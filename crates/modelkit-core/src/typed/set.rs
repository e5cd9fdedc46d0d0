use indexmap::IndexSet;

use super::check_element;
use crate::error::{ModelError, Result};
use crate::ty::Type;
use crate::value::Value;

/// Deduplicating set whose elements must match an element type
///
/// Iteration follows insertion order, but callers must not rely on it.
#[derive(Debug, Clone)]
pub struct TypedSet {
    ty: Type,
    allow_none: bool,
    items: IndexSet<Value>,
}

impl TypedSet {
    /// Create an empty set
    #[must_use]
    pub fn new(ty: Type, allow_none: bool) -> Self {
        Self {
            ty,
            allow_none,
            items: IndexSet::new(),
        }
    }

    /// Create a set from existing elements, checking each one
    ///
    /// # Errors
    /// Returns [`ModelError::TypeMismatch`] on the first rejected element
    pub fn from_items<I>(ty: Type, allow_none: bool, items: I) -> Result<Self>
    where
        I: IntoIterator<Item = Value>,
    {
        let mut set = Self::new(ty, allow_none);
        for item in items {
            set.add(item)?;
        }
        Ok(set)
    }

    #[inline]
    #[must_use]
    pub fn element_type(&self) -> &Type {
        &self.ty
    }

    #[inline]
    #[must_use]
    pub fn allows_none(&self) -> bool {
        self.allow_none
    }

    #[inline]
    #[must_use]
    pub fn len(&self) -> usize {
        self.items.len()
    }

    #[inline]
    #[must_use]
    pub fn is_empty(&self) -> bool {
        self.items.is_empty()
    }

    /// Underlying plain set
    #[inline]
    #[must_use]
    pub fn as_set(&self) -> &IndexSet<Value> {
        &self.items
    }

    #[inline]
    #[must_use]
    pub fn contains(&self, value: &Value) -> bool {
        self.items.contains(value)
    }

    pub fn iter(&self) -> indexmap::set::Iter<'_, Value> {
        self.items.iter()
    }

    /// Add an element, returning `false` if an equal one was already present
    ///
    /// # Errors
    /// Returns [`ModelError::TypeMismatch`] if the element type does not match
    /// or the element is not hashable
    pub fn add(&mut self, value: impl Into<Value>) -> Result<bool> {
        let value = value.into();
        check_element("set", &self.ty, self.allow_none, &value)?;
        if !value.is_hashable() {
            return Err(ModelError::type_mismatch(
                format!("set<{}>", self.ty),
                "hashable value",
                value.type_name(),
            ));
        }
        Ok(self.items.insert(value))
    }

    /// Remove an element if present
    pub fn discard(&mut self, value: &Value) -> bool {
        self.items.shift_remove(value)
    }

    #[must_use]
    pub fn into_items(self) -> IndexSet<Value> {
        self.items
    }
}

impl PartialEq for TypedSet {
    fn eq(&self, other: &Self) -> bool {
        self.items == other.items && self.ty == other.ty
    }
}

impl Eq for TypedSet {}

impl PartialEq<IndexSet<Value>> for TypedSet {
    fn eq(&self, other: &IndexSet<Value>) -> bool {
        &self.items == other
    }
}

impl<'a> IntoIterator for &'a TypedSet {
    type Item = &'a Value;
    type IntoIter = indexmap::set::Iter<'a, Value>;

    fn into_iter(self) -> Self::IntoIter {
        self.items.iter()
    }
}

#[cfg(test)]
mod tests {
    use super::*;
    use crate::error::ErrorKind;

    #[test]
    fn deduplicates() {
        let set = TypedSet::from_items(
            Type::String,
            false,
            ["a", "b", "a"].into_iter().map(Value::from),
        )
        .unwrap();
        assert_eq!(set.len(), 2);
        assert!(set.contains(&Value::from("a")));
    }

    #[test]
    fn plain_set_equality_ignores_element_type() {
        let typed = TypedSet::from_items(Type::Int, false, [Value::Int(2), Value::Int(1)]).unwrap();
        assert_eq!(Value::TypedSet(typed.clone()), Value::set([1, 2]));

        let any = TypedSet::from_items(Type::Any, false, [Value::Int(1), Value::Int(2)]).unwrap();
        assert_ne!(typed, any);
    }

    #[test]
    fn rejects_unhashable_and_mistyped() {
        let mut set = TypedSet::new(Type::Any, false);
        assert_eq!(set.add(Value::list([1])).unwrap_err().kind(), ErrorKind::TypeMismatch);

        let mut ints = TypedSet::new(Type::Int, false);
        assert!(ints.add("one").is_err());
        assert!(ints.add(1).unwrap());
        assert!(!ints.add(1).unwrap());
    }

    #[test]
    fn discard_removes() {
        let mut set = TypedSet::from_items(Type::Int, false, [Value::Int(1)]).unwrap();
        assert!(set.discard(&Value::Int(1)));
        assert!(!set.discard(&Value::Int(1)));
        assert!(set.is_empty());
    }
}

● **ABOUT THIS TASK**
Copy all lines from the data that hold the word "ints".

● **RESULT BELOW**
        let mut ints = TypedSet::new(Type::Int, false);
        assert!(ints.add("one").is_err());
        assert!(ints.add(1).unwrap());
        assert!(!ints.add(1).unwrap());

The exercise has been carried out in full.